What you will do: Search the data for the word "cutoff" and copy every line where it occurs.

(Source material)

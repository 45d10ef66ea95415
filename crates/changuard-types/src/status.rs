//! Membership status vocabulary and status transitions.

use serde::{Deserialize, Serialize};

/// A participant's membership status in a chat.
///
/// Labels match the lowercase strings used by the messaging platform.
/// Anything the platform reports outside this set, or a status the
/// platform could not supply at all, becomes [`MembershipStatus::Unknown`].
#[derive(Debug, Clone, Copy, Default, PartialEq, Eq, Hash, Serialize, Deserialize)]
#[serde(rename_all = "lowercase")]
pub enum MembershipStatus {
    /// Ordinary member.
    Member,
    /// Left the chat voluntarily.
    Left,
    /// Removed and banned from the chat.
    Kicked,
    /// Member with restricted permissions.
    Restricted,
    /// Chat administrator.
    Administrator,
    /// Chat owner.
    Creator,
    /// Status absent or not recognised.
    #[default]
    #[serde(other)]
    Unknown,
}

impl MembershipStatus {
    /// Every status, in declaration order.
    pub const ALL: [MembershipStatus; 7] = [
        Self::Member,
        Self::Left,
        Self::Kicked,
        Self::Restricted,
        Self::Administrator,
        Self::Creator,
        Self::Unknown,
    ];

    /// Returns the platform label for this status.
    pub fn as_str(self) -> &'static str {
        match self {
            Self::Member => "member",
            Self::Left => "left",
            Self::Kicked => "kicked",
            Self::Restricted => "restricted",
            Self::Administrator => "administrator",
            Self::Creator => "creator",
            Self::Unknown => "unknown",
        }
    }

    /// Maps a platform label to a status, falling back to `Unknown`.
    pub fn from_label(label: &str) -> Self {
        match label {
            "member" => Self::Member,
            "left" => Self::Left,
            "kicked" => Self::Kicked,
            "restricted" => Self::Restricted,
            "administrator" => Self::Administrator,
            "creator" => Self::Creator,
            _ => Self::Unknown,
        }
    }

    /// True for `administrator` and `creator`.
    pub fn is_admin(self) -> bool {
        matches!(self, Self::Administrator | Self::Creator)
    }
}

impl std::fmt::Display for MembershipStatus {
    fn fmt(&self, f: &mut std::fmt::Formatter<'_>) -> std::fmt::Result {
        f.write_str(self.as_str())
    }
}

impl std::str::FromStr for MembershipStatus {
    type Err = std::convert::Infallible;

    fn from_str(s: &str) -> Result<Self, Self::Err> {
        Ok(Self::from_label(s))
    }
}

/// An ordered (old, new) membership status pair.
#[derive(Debug, Clone, Copy, PartialEq, Eq, Hash, Serialize, Deserialize)]
pub struct StatusTransition {
    /// Status before the change.
    pub old: MembershipStatus,
    /// Status after the change.
    pub new: MembershipStatus,
}

impl StatusTransition {
    /// Creates the transition `old -> new`.
    pub fn new(old: MembershipStatus, new: MembershipStatus) -> Self {
        Self { old, new }
    }
}

impl std::fmt::Display for StatusTransition {
    fn fmt(&self, f: &mut std::fmt::Formatter<'_>) -> std::fmt::Result {
        write!(f, "{} -> {}", self.old, self.new)
    }
}

#[cfg(test)]
mod tests {
    use super::*;

    #[test]
    fn label_round_trip() {
        for status in MembershipStatus::ALL {
            assert_eq!(MembershipStatus::from_label(status.as_str()), status);
            let parsed: MembershipStatus = status.as_str().parse().unwrap();
            assert_eq!(parsed, status);
        }
    }

    #[test]
    fn unrecognised_labels_fall_back_to_unknown() {
        assert_eq!(MembershipStatus::from_label("banned"), MembershipStatus::Unknown);
        assert_eq!(MembershipStatus::from_label(""), MembershipStatus::Unknown);
        assert_eq!(MembershipStatus::from_label("Member"), MembershipStatus::Unknown);
    }

    #[test]
    fn serde_uses_lowercase_labels_with_fallback() {
        let json = serde_json::to_string(&MembershipStatus::Administrator).unwrap();
        assert_eq!(json, "\"administrator\"");

        let restored: MembershipStatus = serde_json::from_str("\"owner\"").unwrap();
        assert_eq!(restored, MembershipStatus::Unknown);
    }

    #[test]
    fn admin_statuses() {
        let admins: Vec<_> = MembershipStatus::ALL
            .into_iter()
            .filter(|s| s.is_admin())
            .collect();
        assert_eq!(
            admins,
            vec![MembershipStatus::Administrator, MembershipStatus::Creator]
        );
    }

    #[test]
    fn transition_display() {
        let t = StatusTransition::new(MembershipStatus::Member, MembershipStatus::Kicked);
        assert_eq!(t.to_string(), "member -> kicked");
    }
}
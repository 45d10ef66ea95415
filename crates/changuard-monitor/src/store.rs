//! Bounded in-memory event log.
//!
//! All writes go through [`EventStore::record`], which stamps the event
//! with the supplied clock, assigns the next sequence number, appends it
//! and evicts the oldest entries once the store is over capacity. Writes
//! hold the write lock for the whole append-and-evict step, so readers
//! never observe a half-evicted log.
//!
//! Reads never mutate the log and always return copies.

use std::collections::VecDeque;
use std::sync::{RwLock, RwLockReadGuard, RwLockWriteGuard};

use changuard_types::{ChatId, MembershipStatus, StatusTransition, UserId};
use chrono::TimeDelta;

use crate::classify::is_reported_ban;
use crate::clock::Clock;
use crate::event::{EventKind, MonitoredEvent};

/// Default number of events kept by a store.
pub const DEFAULT_CAPACITY: usize = 1000;

/// Default page size for [`EventStore::query_events`].
const DEFAULT_QUERY_LIMIT: usize = 50;

/// Filter criteria for [`EventStore::query_events`].
#[derive(Debug, Clone, Default)]
pub struct EventFilter {
    /// Only events from this chat.
    pub chat_id: Option<ChatId>,
    /// Only events caused by this actor.
    pub actor_id: Option<UserId>,
    /// Only events whose subject is this user.
    pub user_id: Option<UserId>,
    /// Maximum number of events to return (default: 50).
    pub limit: Option<usize>,
}

impl EventFilter {
    fn matches(&self, event: &MonitoredEvent) -> bool {
        self.chat_id.map_or(true, |chat| event.chat_id == chat)
            && self.actor_id.map_or(true, |actor| event.actor_id == Some(actor))
            && self.user_id.map_or(true, |user| event.user_id == user)
    }
}

#[derive(Debug, Default)]
struct Log {
    events: VecDeque<MonitoredEvent>,
    next_seq: u64,
}

/// Fixed-capacity, insertion-ordered log of [`MonitoredEvent`]s.
#[derive(Debug)]
pub struct EventStore {
    capacity: usize,
    log: RwLock<Log>,
}

impl EventStore {
    /// Creates an empty store holding at most `capacity` events.
    ///
    /// A capacity of zero is raised to one.
    pub fn new(capacity: usize) -> Self {
        let capacity = capacity.max(1);
        Self {
            capacity,
            log: RwLock::new(Log {
                events: VecDeque::with_capacity(capacity),
                next_seq: 1,
            }),
        }
    }

    /// Maximum number of events kept.
    pub fn capacity(&self) -> usize {
        self.capacity
    }

    /// Number of events currently held.
    pub fn len(&self) -> usize {
        self.read().events.len()
    }

    /// True when no events are stored.
    pub fn is_empty(&self) -> bool {
        self.len() == 0
    }

    /// Appends a status change and evicts the oldest events past capacity.
    ///
    /// Never fails: unknown statuses and missing actors are stored as-is.
    pub fn record(
        &self,
        clock: &dyn Clock,
        chat_id: ChatId,
        user_id: UserId,
        old_status: MembershipStatus,
        new_status: MembershipStatus,
        actor_id: Option<UserId>,
    ) -> MonitoredEvent {
        let mut log = self.write();

        let event = MonitoredEvent {
            seq: log.next_seq,
            timestamp: clock.now(),
            chat_id,
            user_id,
            transition: StatusTransition::new(old_status, new_status),
            actor_id,
            kind: EventKind::MemberChange,
        };
        log.next_seq += 1;
        log.events.push_back(event.clone());

        let overflow = log.events.len().saturating_sub(self.capacity);
        if overflow > 0 {
            log.events.drain(..overflow);
            tracing::trace!(evicted = overflow, "evicted oldest monitored events");
        }

        event
    }

    /// Returns the most recent reported bans in `chat_id`, newest first.
    ///
    /// A reported ban is a kick out of `member` or `restricted`; kicks of
    /// users who had already left are not listed here. Ties on timestamp
    /// are broken by insertion order, later first.
    pub fn recent_bans(&self, chat_id: ChatId, limit: usize) -> Vec<MonitoredEvent> {
        if limit == 0 {
            return Vec::new();
        }

        let mut bans: Vec<MonitoredEvent> = {
            let log = self.read();
            log.events
                .iter()
                .filter(|e| e.chat_id == chat_id && is_reported_ban(&e.transition))
                .cloned()
                .collect()
        };

        bans.sort_by(|a, b| {
            b.timestamp
                .cmp(&a.timestamp)
                .then_with(|| b.seq.cmp(&a.seq))
        });
        bans.truncate(limit);
        bans
    }

    /// Counts kicks by `actor_id` in `chat_id` strictly after `now - hours`.
    ///
    /// Any prior status counts. When the window reaches past the earliest
    /// representable time, every matching kick is counted.
    pub fn admin_ban_count(
        &self,
        clock: &dyn Clock,
        actor_id: UserId,
        chat_id: ChatId,
        hours: u32,
    ) -> usize {
        let cutoff = TimeDelta::try_hours(i64::from(hours))
            .and_then(|window| clock.now().checked_sub_signed(window));

        let log = self.read();
        log.events
            .iter()
            .filter(|e| e.actor_id == Some(actor_id) && e.chat_id == chat_id && e.is_kick())
            .filter(|e| cutoff.map_or(true, |cutoff| e.timestamp > cutoff))
            .count()
    }

    /// Returns stored events matching `filter`, newest first.
    pub fn query_events(&self, filter: &EventFilter) -> Vec<MonitoredEvent> {
        let limit = filter.limit.unwrap_or(DEFAULT_QUERY_LIMIT);

        let log = self.read();
        log.events
            .iter()
            .rev()
            .filter(|e| filter.matches(e))
            .take(limit)
            .cloned()
            .collect()
    }

    fn read(&self) -> RwLockReadGuard<'_, Log> {
        self.log.read().unwrap_or_else(|poisoned| {
            tracing::error!("event store lock poisoned, recovering");
            poisoned.into_inner()
        })
    }

    fn write(&self) -> RwLockWriteGuard<'_, Log> {
        self.log.write().unwrap_or_else(|poisoned| {
            tracing::error!("event store lock poisoned, recovering");
            poisoned.into_inner()
        })
    }
}

impl Default for EventStore {
    fn default() -> Self {
        Self::new(DEFAULT_CAPACITY)
    }
}
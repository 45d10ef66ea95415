//! Shared types for the Changuard moderation monitor.
//!
//! This crate provides the identifiers and membership-status vocabulary
//! used by every other Changuard crate. Platform adapters normalise their
//! raw payloads into these types before handing them to the monitor.

use serde::{Deserialize, Serialize};

mod status;
pub use status::{MembershipStatus, StatusTransition};

/// Opaque identifier of a chat or channel on the messaging platform.
#[derive(Debug, Clone, Copy, PartialEq, Eq, Hash, PartialOrd, Ord, Serialize, Deserialize)]
#[serde(transparent)]
pub struct ChatId(pub i64);

/// Opaque identifier of a platform user.
///
/// Used both for the subject of a status change and for the actor who
/// caused it.
#[derive(Debug, Clone, Copy, PartialEq, Eq, Hash, PartialOrd, Ord, Serialize, Deserialize)]
#[serde(transparent)]
pub struct UserId(pub i64);

impl std::fmt::Display for ChatId {
    fn fmt(&self, f: &mut std::fmt::Formatter<'_>) -> std::fmt::Result {
        write!(f, "{}", self.0)
    }
}

impl std::fmt::Display for UserId {
    fn fmt(&self, f: &mut std::fmt::Formatter<'_>) -> std::fmt::Result {
        write!(f, "{}", self.0)
    }
}

impl From<i64> for ChatId {
    fn from(id: i64) -> Self {
        Self(id)
    }
}

impl From<i64> for UserId {
    fn from(id: i64) -> Self {
        Self(id)
    }
}
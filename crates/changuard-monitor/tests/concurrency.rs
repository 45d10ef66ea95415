//! Concurrency tests for the event store.
//!
//! Writers and readers run on separate threads against one shared monitor:
//! - No update is lost below capacity
//! - Capacity holds under contention
//! - Readers never see more than `capacity` events or out-of-order sequences

use std::sync::Arc;
use std::thread;

use changuard_monitor::{EventFilter, EventMonitor, MonitorSettings};
use changuard_types::{ChatId, MembershipStatus, UserId};

fn shared(capacity: usize) -> Arc<EventMonitor> {
    Arc::new(EventMonitor::new(MonitorSettings {
        capacity,
        ..Default::default()
    }))
}

#[test]
fn concurrent_writers_lose_nothing_below_capacity() {
    let monitor = shared(10_000);

    let handles: Vec<_> = (0..8)
        .map(|writer| {
            let monitor = monitor.clone();
            thread::spawn(move || {
                for i in 0..250 {
                    monitor.on_status_change(
                        Some(ChatId(writer)),
                        Some(UserId(i)),
                        MembershipStatus::Member,
                        MembershipStatus::Kicked,
                        Some(UserId(writer)),
                    );
                }
            })
        })
        .collect();

    for handle in handles {
        handle.join().expect("writer should not panic");
    }

    assert_eq!(monitor.store().len(), 2000);
    for writer in 0..8 {
        assert_eq!(
            monitor.admin_ban_count(UserId(writer), ChatId(writer), 24),
            250
        );
    }
}

#[test]
fn readers_see_consistent_snapshots_during_eviction() {
    let capacity = 100;
    let monitor = shared(capacity);

    let writer = {
        let monitor = monitor.clone();
        thread::spawn(move || {
            for i in 0..5_000 {
                monitor.on_status_change(
                    Some(ChatId(1)),
                    Some(UserId(i)),
                    MembershipStatus::Restricted,
                    MembershipStatus::Kicked,
                    Some(UserId(42)),
                );
            }
        })
    };

    let readers: Vec<_> = (0..4)
        .map(|_| {
            let monitor = monitor.clone();
            thread::spawn(move || {
                for _ in 0..500 {
                    let events = monitor.query_events(&EventFilter {
                        limit: Some(usize::MAX),
                        ..Default::default()
                    });
                    assert!(events.len() <= capacity);
                    assert!(
                        events.windows(2).all(|w| w[0].seq == w[1].seq + 1),
                        "snapshot should be a contiguous run of sequence numbers"
                    );
                    assert!(monitor.recent_bans(ChatId(1), 10).len() <= 10);
                    assert!(monitor.admin_ban_count(UserId(42), ChatId(1), 1) <= capacity);
                }
            })
        })
        .collect();

    writer.join().expect("writer should not panic");
    for reader in readers {
        reader.join().expect("reader should not panic");
    }

    assert_eq!(monitor.store().len(), capacity);
}
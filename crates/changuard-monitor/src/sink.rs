//! Delivery of monitor signals to the outside world.

use crate::event::MonitorSignal;

/// Receives informational signals raised by the monitor.
///
/// Implementations must not call back into the monitor. A panicking sink
/// is contained by the ingestion boundary.
pub trait SignalSink: Send + Sync {
    /// Handles one signal.
    fn deliver(&self, signal: &MonitorSignal);
}

/// Sink that writes every signal to the `tracing` log.
#[derive(Debug, Clone, Copy, Default)]
pub struct TracingSink;

impl SignalSink for TracingSink {
    fn deliver(&self, signal: &MonitorSignal) {
        match signal {
            MonitorSignal::Promotion(e) => tracing::info!(
                chat_id = %e.chat_id,
                user_id = %e.user_id,
                "member promoted to admin"
            ),
            MonitorSignal::Demotion(e) => tracing::info!(
                chat_id = %e.chat_id,
                user_id = %e.user_id,
                new_status = %e.transition.new,
                "member removed from admin"
            ),
            MonitorSignal::Ban(e) => tracing::warn!(
                chat_id = %e.chat_id,
                user_id = %e.user_id,
                actor_id = ?e.actor_id.map(|a| a.0),
                "member banned"
            ),
            MonitorSignal::SuspiciousActivity(alert) => tracing::warn!(
                chat_id = %alert.chat_id,
                actor_id = %alert.actor_id,
                ban_count = alert.ban_count,
                window_hours = alert.window_hours,
                "suspicious ban activity detected"
            ),
        }
    }
}
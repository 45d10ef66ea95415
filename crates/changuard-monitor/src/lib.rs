//! Moderation-event monitor for Changuard.
//!
//! Ingests membership status changes from a chat platform, keeps a bounded
//! rolling history of them, and flags moderators who ban in bursts. The
//! pipeline has three parts:
//!
//! | Part | Entry points |
//! |------|--------------|
//! | Classifier | [`classify_ban`], [`is_promotion`], [`is_demotion`] |
//! | Event store | [`EventStore::record`], [`EventStore::recent_bans`], [`EventStore::admin_ban_count`] |
//! | Abuse detector | [`AbuseDetector::is_suspicious`] |
//!
//! [`EventMonitor`] composes them and is the single ingestion boundary:
//! [`EventMonitor::on_status_change`] never panics and never returns an
//! error to the platform adapter.
//!
//! # Usage
//!
//! ```rust,ignore
//! use changuard_monitor::{EventMonitor, MonitorSettings};
//! use changuard_types::{ChatId, MembershipStatus, UserId};
//!
//! let monitor = EventMonitor::new(MonitorSettings::default());
//! monitor.on_status_change(
//!     Some(ChatId(-100)),
//!     Some(UserId(7)),
//!     MembershipStatus::Member,
//!     MembershipStatus::Kicked,
//!     Some(UserId(1)),
//! );
//! assert_eq!(monitor.admin_ban_count(UserId(1), ChatId(-100), 24), 1);
//! ```

mod classify;
mod clock;
mod detector;
mod error;
mod event;
mod monitor;
mod sink;
mod store;

pub use classify::{classify, classify_ban, is_demotion, is_promotion, is_reported_ban};
pub use clock::{Clock, ManualClock, SystemClock};
pub use detector::{AbuseDetector, DEFAULT_SUSPICIOUS_THRESHOLD, DEFAULT_SUSPICIOUS_WINDOW_HOURS};
pub use error::MonitorError;
pub use event::{EventKind, MonitorSignal, MonitoredEvent, SignalKind, SuspiciousActivity};
pub use monitor::{
    EventMonitor, MonitorSettings, DEFAULT_BAN_COUNT_HOURS, DEFAULT_RECENT_BANS_LIMIT,
};
pub use sink::{SignalSink, TracingSink};
pub use store::{EventFilter, EventStore, DEFAULT_CAPACITY};
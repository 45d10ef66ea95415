//! Signal sink that fans monitor signals out to SSE subscribers.

use changuard_monitor::{MonitorSignal, SignalSink, TracingSink};
use tokio::sync::broadcast;

/// Logs every signal and forwards it to a broadcast channel.
///
/// Sending never blocks; with no subscribers the signal is only logged.
#[derive(Debug, Clone)]
pub struct BroadcastSink {
    tx: broadcast::Sender<MonitorSignal>,
}

impl BroadcastSink {
    /// Creates a sink publishing on `tx`.
    pub fn new(tx: broadcast::Sender<MonitorSignal>) -> Self {
        Self { tx }
    }
}

impl SignalSink for BroadcastSink {
    fn deliver(&self, signal: &MonitorSignal) {
        TracingSink.deliver(signal);

        if let Err(e) = self.tx.send(signal.clone()) {
            tracing::debug!("signal broadcast has no receivers: {}", e);
        }
    }
}
//! SSE stream of monitor signals.

use crate::AppState;
use axum::{
    extract::{Extension, Query},
    response::{
        sse::{Event, KeepAlive},
        Sse,
    },
};
use changuard_monitor::MonitorSignal;
use futures_util::Stream;
use serde::Deserialize;
use std::{convert::Infallible, sync::Arc};
use tokio_stream::wrappers::BroadcastStream;
use tokio_stream::StreamExt;

/// Query parameters for `GET /events/stream`.
#[derive(Debug, Deserialize)]
#[serde(rename_all = "camelCase")]
pub struct StreamQuery {
    /// Only forward signals concerning this chat.
    pub chat_id: Option<i64>,
}

fn signal_chat(signal: &MonitorSignal) -> i64 {
    match signal {
        MonitorSignal::Promotion(e) | MonitorSignal::Demotion(e) | MonitorSignal::Ban(e) => {
            e.chat_id.0
        }
        MonitorSignal::SuspiciousActivity(alert) => alert.chat_id.0,
    }
}

/// Handler for `GET /events/stream`.
///
/// Streams promotions, demotions, bans and suspicious-activity alerts as
/// they are raised, optionally filtered to one chat.
pub async fn get_signal_stream_handler(
    Extension(state): Extension<Arc<AppState>>,
    Query(params): Query<StreamQuery>,
) -> Sse<impl Stream<Item = Result<Event, Infallible>>> {
    let rx = state.signal_tx.subscribe();
    let stream = BroadcastStream::new(rx);

    let mapped_stream = stream.filter_map(move |result| match result {
        Ok(signal) => {
            if params.chat_id.is_some_and(|chat| chat != signal_chat(&signal)) {
                return None;
            }

            match serde_json::to_string(&signal) {
                Ok(data) => Some(Ok(Event::default().data(data))),
                Err(e) => {
                    tracing::error!("failed to serialize monitor signal: {}", e);
                    None
                }
            }
        }
        Err(broadcast_error) => {
            tracing::warn!(
                error = %broadcast_error,
                "signal SSE stream lagged; signals were dropped for this subscriber"
            );
            None
        }
    });

    Sse::new(mapped_stream).keep_alive(KeepAlive::default())
}
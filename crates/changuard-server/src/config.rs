//! Server configuration loading from file and environment variables.

use changuard_monitor::{
    MonitorSettings, DEFAULT_BAN_COUNT_HOURS, DEFAULT_CAPACITY, DEFAULT_RECENT_BANS_LIMIT,
    DEFAULT_SUSPICIOUS_THRESHOLD, DEFAULT_SUSPICIOUS_WINDOW_HOURS,
};
use serde::Deserialize;
use std::net::{IpAddr, Ipv4Addr};
use thiserror::Error;

/// Top-level server configuration.
#[derive(Debug, Clone, Default, Deserialize)]
pub struct Config {
    /// Server network settings.
    #[serde(default)]
    pub server: ServerConfig,

    /// Logging settings.
    #[serde(default)]
    pub logging: LoggingConfig,

    /// Event monitor settings.
    #[serde(default)]
    pub monitor: MonitorConfig,
}

/// Network configuration for the HTTP server.
#[derive(Debug, Clone, Deserialize)]
pub struct ServerConfig {
    /// Host address to bind to.
    #[serde(default = "default_host")]
    pub host: IpAddr,

    /// Port to listen on.
    #[serde(default = "default_port")]
    pub port: u16,
}

/// Logging configuration.
#[derive(Debug, Clone, Deserialize)]
pub struct LoggingConfig {
    /// Log level filter (e.g., "info", "debug", "changuard_monitor=debug,info").
    #[serde(default = "default_log_level")]
    pub level: String,

    /// Whether to output logs in JSON format.
    #[serde(default)]
    pub json: bool,
}

/// Event monitor configuration.
#[derive(Debug, Clone, Copy, PartialEq, Eq, Deserialize)]
#[serde(default)]
pub struct MonitorConfig {
    /// Maximum number of events kept in memory.
    pub capacity: usize,
    /// Bans within the window above which a moderator is flagged.
    pub suspicious_threshold: usize,
    /// Length of the burst-ban window in hours.
    pub suspicious_window_hours: u32,
    /// Default page size for ban reports.
    pub recent_bans_limit: usize,
    /// Default window for per-moderator ban counts.
    pub ban_count_hours: u32,
}

impl MonitorConfig {
    /// Settings for constructing the event monitor.
    pub fn settings(&self) -> MonitorSettings {
        MonitorSettings {
            capacity: self.capacity,
            suspicious_threshold: self.suspicious_threshold,
            suspicious_window_hours: self.suspicious_window_hours,
        }
    }
}

fn default_host() -> IpAddr {
    IpAddr::V4(Ipv4Addr::new(127, 0, 0, 1))
}

fn default_port() -> u16 {
    8000
}

fn default_log_level() -> String {
    "info".to_string()
}

impl Default for ServerConfig {
    fn default() -> Self {
        Self {
            host: default_host(),
            port: default_port(),
        }
    }
}

impl Default for LoggingConfig {
    fn default() -> Self {
        Self {
            level: default_log_level(),
            json: false,
        }
    }
}

impl Default for MonitorConfig {
    fn default() -> Self {
        Self {
            capacity: DEFAULT_CAPACITY,
            suspicious_threshold: DEFAULT_SUSPICIOUS_THRESHOLD,
            suspicious_window_hours: DEFAULT_SUSPICIOUS_WINDOW_HOURS,
            recent_bans_limit: DEFAULT_RECENT_BANS_LIMIT,
            ban_count_hours: DEFAULT_BAN_COUNT_HOURS,
        }
    }
}

/// Errors that can occur when loading configuration.
#[derive(Debug, Error)]
pub enum ConfigError {
    /// Failed to read the configuration file.
    #[error("failed to read config file: {0}")]
    FileRead(#[from] std::io::Error),

    /// Failed to parse the configuration file.
    #[error("failed to parse config file: {0}")]
    Parse(#[from] toml::de::Error),

    /// A value parsed but is out of range.
    #[error("invalid configuration: {0}")]
    Invalid(String),
}

/// Loads configuration from a TOML file, falling back to defaults.
///
/// Environment variable overrides:
/// - `CHANGUARD_HOST` overrides `server.host`
/// - `CHANGUARD_PORT` overrides `server.port`
/// - `CHANGUARD_LOG_LEVEL` overrides `logging.level`
/// - `CHANGUARD_LOG_JSON` overrides `logging.json` (set to "true" to enable)
/// - `CHANGUARD_MONITOR_CAPACITY` overrides `monitor.capacity`
///
/// # Errors
///
/// Returns `ConfigError` if the file exists but cannot be read or parsed,
/// or if the resulting configuration is invalid.
pub fn load_config(path: Option<&str>) -> Result<Config, ConfigError> {
    let mut config = match path {
        Some(p) => match std::fs::read_to_string(p) {
            Ok(contents) => toml::from_str(&contents)?,
            Err(e) if e.kind() == std::io::ErrorKind::NotFound => {
                tracing::info!(path = p, "config file not found, using defaults");
                Config::default()
            }
            Err(e) => return Err(ConfigError::FileRead(e)),
        },
        None => Config::default(),
    };

    apply_env_overrides(&mut config, |key| std::env::var(key).ok());
    validate(&config)?;
    Ok(config)
}

/// Applies `CHANGUARD_*` overrides, reading each variable through `lookup`.
///
/// Values that fail to parse leave the setting unchanged.
fn apply_env_overrides(config: &mut Config, lookup: impl Fn(&str) -> Option<String>) {
    if let Some(host) = lookup("CHANGUARD_HOST") {
        if let Ok(parsed) = host.parse() {
            config.server.host = parsed;
        }
    }
    if let Some(port) = lookup("CHANGUARD_PORT") {
        if let Ok(parsed) = port.parse() {
            config.server.port = parsed;
        }
    }
    if let Some(level) = lookup("CHANGUARD_LOG_LEVEL") {
        config.logging.level = level;
    }
    if let Some(json) = lookup("CHANGUARD_LOG_JSON") {
        config.logging.json = json == "true" || json == "1";
    }
    if let Some(capacity) = lookup("CHANGUARD_MONITOR_CAPACITY") {
        if let Ok(parsed) = capacity.parse() {
            config.monitor.capacity = parsed;
        }
    }
}

fn validate(config: &Config) -> Result<(), ConfigError> {
    if config.monitor.capacity == 0 {
        return Err(ConfigError::Invalid(
            "monitor.capacity must be greater than zero".to_string(),
        ));
    }
    if config.monitor.recent_bans_limit == 0 {
        return Err(ConfigError::Invalid(
            "monitor.recent_bans_limit must be greater than zero".to_string(),
        ));
    }
    Ok(())
}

(End Source material)

Reply to the task:
        let cutoff = TimeDelta::try_hours(i64::from(hours))
            .filter(|e| cutoff.map_or(true, |cutoff| e.timestamp > cutoff))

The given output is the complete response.